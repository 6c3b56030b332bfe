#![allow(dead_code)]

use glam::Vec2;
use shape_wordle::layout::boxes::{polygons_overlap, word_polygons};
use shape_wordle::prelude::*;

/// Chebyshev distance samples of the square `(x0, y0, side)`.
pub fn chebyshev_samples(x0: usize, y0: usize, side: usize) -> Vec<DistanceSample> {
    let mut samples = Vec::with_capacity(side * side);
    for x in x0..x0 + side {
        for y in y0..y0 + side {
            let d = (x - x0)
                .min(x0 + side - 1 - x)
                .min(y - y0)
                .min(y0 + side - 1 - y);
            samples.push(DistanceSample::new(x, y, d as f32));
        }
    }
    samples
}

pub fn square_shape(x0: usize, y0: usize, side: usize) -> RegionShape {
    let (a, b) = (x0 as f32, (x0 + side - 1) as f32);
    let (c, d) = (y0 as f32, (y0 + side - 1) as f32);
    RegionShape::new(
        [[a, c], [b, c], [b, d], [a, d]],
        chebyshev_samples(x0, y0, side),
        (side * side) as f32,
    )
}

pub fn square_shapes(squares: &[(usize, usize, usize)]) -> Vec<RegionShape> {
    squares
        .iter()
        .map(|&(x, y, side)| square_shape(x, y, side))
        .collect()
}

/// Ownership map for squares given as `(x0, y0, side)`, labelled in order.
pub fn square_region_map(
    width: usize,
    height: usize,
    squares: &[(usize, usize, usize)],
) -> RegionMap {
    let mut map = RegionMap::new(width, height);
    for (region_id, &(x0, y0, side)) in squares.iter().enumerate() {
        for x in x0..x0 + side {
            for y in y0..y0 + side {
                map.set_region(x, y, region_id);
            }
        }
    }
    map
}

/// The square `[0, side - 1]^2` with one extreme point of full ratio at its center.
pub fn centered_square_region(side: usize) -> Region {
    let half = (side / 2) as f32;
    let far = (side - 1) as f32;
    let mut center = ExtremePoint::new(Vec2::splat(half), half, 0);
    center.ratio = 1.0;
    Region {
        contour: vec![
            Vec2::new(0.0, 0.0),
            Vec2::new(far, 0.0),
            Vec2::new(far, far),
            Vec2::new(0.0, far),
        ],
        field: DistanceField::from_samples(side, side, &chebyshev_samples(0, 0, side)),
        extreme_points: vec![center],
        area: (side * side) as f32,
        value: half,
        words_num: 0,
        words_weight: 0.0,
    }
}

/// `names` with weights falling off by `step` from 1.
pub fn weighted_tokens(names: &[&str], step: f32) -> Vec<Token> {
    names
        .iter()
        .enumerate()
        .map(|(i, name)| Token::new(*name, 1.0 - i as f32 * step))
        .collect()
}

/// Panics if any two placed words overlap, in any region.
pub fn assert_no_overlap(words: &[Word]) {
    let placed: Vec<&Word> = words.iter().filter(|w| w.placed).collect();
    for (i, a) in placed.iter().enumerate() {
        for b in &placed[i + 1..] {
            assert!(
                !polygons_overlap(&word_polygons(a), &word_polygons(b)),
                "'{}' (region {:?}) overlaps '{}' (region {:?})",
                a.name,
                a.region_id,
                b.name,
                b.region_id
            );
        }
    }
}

========

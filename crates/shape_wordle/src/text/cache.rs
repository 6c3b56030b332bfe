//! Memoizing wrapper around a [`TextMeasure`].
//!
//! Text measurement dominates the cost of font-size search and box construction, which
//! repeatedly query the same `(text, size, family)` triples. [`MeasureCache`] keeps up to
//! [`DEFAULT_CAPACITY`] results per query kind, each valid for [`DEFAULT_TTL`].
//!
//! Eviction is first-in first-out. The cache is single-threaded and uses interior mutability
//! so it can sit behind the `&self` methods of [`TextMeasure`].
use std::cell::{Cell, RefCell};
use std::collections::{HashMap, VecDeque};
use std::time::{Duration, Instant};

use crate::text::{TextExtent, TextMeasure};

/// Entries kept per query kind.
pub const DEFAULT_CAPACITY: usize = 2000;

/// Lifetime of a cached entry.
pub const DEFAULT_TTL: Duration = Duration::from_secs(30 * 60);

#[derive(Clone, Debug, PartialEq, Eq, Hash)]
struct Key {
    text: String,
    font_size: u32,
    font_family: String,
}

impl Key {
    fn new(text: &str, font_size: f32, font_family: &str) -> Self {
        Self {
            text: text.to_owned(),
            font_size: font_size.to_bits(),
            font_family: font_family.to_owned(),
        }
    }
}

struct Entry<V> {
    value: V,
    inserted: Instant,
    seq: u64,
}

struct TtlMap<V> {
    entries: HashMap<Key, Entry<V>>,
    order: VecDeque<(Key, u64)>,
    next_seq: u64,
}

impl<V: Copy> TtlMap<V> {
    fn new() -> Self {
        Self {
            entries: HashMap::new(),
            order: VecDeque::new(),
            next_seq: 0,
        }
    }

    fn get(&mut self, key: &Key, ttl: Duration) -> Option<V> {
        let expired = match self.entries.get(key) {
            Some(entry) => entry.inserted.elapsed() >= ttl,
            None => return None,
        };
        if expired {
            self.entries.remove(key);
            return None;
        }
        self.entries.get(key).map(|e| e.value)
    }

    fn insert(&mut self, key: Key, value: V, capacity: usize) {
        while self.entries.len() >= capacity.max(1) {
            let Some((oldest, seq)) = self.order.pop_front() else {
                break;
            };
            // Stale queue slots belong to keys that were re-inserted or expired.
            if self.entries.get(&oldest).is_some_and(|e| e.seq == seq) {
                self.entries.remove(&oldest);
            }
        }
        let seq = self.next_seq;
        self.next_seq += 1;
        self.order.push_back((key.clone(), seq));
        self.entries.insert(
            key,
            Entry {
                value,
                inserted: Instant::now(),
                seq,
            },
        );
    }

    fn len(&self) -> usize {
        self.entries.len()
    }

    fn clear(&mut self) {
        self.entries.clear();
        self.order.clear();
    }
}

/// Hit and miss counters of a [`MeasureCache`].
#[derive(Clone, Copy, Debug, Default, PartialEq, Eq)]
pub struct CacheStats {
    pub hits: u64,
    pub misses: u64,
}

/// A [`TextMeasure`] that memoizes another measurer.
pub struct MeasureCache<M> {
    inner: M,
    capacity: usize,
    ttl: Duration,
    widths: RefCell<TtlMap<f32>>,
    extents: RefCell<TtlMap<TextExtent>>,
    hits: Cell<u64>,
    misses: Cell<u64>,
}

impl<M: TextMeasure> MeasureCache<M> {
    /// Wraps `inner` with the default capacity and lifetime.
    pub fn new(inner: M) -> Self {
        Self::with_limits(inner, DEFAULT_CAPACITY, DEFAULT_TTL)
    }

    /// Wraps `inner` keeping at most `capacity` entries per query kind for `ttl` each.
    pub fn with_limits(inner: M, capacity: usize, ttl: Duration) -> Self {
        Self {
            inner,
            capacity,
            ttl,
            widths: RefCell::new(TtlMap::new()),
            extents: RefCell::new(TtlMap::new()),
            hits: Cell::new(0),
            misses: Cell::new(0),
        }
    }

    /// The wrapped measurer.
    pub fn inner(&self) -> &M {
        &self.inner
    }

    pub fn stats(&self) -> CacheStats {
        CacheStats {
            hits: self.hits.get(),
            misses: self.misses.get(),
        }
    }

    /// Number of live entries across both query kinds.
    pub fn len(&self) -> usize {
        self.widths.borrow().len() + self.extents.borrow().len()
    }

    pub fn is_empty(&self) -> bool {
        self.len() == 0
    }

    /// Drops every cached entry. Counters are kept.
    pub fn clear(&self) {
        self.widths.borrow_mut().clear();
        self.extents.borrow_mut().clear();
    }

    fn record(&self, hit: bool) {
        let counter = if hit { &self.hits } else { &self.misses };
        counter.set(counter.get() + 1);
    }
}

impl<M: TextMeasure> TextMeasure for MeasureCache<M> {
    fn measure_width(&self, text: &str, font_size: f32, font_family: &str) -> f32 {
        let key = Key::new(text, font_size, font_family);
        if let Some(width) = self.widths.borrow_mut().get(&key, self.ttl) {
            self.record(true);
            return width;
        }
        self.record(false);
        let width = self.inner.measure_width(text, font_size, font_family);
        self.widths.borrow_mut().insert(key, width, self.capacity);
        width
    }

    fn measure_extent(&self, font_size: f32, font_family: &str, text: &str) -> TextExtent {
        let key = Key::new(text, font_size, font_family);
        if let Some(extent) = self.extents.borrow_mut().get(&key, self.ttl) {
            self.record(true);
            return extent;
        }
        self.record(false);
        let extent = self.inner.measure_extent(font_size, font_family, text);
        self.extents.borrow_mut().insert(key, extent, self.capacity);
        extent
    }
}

========

There is a run of lines above from the one with "The wrapped measurer." to the one with "pub fn clear(&self)"; print exactly that run, both ends included, and nothing else.

- Written solution
    /// The wrapped measurer.
    pub fn inner(&self) -> &M {
        &self.inner
    }

    pub fn stats(&self) -> CacheStats {
        CacheStats {
            hits: self.hits.get(),
            misses: self.misses.get(),
        }
    }

    /// Number of live entries across both query kinds.
    pub fn len(&self) -> usize {
        self.widths.borrow().len() + self.extents.borrow().len()
    }

    pub fn is_empty(&self) -> bool {
        self.len() == 0
    }

    /// Drops every cached entry. Counters are kept.
    pub fn clear(&self) {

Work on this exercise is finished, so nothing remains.